BRIEF ▸
Each line of the entries that mentions the string "usize" needs to be reported.

■ ■ ■ ■

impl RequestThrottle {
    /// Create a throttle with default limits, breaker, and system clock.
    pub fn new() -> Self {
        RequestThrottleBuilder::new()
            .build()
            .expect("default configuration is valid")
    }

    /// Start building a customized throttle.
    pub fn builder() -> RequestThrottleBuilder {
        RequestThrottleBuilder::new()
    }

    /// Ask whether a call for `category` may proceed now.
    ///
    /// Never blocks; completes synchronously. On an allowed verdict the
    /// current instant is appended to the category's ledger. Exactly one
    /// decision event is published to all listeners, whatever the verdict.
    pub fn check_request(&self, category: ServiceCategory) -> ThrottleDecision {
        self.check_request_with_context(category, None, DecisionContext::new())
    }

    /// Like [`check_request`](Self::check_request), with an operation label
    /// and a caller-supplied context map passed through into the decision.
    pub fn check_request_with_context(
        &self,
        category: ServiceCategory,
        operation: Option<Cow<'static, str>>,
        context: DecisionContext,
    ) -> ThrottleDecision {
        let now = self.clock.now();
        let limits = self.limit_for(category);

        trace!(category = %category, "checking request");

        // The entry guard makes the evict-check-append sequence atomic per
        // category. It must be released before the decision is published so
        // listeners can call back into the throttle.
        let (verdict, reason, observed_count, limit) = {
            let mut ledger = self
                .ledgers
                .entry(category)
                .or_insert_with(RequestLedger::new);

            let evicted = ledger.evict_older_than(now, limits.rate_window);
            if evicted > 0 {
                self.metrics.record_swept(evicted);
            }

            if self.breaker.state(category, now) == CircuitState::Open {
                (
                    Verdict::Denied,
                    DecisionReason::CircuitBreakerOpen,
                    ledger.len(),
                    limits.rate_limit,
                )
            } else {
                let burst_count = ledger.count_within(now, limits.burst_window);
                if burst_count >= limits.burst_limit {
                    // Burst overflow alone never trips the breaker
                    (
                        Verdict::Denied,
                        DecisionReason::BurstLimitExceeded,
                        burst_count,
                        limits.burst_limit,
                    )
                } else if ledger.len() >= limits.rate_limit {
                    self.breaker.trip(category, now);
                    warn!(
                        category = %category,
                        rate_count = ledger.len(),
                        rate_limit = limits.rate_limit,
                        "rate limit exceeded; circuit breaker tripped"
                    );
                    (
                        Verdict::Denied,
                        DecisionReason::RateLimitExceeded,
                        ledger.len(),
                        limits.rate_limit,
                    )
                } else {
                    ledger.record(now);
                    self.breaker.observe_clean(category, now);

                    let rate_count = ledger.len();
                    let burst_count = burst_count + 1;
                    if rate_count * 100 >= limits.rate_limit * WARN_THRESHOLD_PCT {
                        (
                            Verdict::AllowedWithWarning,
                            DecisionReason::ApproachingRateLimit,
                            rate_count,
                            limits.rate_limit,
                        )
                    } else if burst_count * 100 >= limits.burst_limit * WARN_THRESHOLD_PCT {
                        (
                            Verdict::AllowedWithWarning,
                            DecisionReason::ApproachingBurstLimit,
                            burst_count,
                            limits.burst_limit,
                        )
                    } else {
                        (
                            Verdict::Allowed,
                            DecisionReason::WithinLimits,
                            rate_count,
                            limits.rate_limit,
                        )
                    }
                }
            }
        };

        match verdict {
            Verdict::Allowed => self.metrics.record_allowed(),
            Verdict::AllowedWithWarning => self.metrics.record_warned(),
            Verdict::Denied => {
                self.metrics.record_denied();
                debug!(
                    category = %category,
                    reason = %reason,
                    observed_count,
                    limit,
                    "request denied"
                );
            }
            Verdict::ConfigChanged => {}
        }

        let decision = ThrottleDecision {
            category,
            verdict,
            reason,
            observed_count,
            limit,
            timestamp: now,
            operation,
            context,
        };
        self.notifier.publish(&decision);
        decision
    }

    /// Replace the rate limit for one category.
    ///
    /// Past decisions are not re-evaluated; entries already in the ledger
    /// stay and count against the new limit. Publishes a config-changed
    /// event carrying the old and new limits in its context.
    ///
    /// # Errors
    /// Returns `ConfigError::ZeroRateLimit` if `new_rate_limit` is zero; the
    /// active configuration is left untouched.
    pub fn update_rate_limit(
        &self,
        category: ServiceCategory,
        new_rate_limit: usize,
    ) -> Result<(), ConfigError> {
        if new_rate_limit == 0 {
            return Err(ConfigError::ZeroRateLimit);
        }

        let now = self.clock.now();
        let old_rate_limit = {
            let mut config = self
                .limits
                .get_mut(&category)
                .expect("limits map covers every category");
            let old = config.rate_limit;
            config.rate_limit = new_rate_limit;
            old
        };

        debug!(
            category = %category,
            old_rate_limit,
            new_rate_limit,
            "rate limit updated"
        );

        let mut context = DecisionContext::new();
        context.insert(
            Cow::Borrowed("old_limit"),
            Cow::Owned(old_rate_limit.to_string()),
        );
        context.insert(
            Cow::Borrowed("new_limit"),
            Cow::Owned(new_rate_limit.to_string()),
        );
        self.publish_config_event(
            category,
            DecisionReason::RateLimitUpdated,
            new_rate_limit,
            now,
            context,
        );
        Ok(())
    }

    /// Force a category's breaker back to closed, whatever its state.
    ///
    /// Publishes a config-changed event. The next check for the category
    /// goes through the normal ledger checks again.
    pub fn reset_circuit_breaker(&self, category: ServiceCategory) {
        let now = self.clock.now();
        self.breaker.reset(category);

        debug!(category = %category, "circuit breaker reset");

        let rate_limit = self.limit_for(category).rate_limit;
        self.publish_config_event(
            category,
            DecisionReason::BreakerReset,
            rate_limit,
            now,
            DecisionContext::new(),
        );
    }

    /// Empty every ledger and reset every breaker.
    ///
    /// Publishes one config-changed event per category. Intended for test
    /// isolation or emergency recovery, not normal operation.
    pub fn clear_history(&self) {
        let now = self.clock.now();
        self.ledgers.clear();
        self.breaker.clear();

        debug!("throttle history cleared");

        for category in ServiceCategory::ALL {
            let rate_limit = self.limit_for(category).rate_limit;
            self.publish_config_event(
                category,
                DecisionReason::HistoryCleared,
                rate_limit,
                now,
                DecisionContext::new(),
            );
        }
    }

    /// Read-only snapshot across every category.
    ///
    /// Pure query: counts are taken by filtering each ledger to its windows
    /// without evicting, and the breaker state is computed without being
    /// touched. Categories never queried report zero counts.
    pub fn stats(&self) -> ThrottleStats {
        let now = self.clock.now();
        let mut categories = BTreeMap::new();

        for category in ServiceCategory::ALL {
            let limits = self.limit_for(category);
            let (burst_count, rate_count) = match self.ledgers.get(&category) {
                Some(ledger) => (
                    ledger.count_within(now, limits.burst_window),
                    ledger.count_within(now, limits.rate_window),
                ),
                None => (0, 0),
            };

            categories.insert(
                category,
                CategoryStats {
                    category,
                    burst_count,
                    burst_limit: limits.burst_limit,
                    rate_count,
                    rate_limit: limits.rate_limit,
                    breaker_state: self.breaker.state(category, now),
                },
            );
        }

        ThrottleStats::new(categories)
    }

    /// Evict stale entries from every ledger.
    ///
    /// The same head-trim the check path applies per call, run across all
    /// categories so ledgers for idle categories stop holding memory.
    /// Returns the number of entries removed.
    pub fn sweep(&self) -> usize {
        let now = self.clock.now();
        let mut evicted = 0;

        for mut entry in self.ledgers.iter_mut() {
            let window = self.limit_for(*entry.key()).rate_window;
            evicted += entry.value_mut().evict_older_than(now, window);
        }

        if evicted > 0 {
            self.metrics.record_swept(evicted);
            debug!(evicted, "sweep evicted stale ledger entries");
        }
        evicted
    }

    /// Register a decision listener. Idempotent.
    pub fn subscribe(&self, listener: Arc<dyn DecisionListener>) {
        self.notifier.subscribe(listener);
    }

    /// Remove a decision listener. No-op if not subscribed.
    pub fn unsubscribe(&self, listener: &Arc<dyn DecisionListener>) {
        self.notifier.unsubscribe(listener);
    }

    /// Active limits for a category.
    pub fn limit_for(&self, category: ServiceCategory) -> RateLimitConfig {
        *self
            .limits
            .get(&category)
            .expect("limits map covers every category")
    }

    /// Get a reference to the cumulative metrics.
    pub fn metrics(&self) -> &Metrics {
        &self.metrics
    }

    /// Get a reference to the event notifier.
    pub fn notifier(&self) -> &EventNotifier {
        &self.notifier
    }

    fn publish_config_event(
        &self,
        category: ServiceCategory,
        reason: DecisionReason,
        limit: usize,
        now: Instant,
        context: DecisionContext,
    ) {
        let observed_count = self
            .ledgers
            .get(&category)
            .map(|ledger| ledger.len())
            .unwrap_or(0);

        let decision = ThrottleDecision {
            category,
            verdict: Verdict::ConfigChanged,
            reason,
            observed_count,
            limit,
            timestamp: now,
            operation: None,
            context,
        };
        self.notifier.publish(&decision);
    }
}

■ ■ ■ ■

SOLVED PROBLEM ▸
        new_rate_limit: usize,
    pub fn sweep(&self) -> usize {
        limit: usize,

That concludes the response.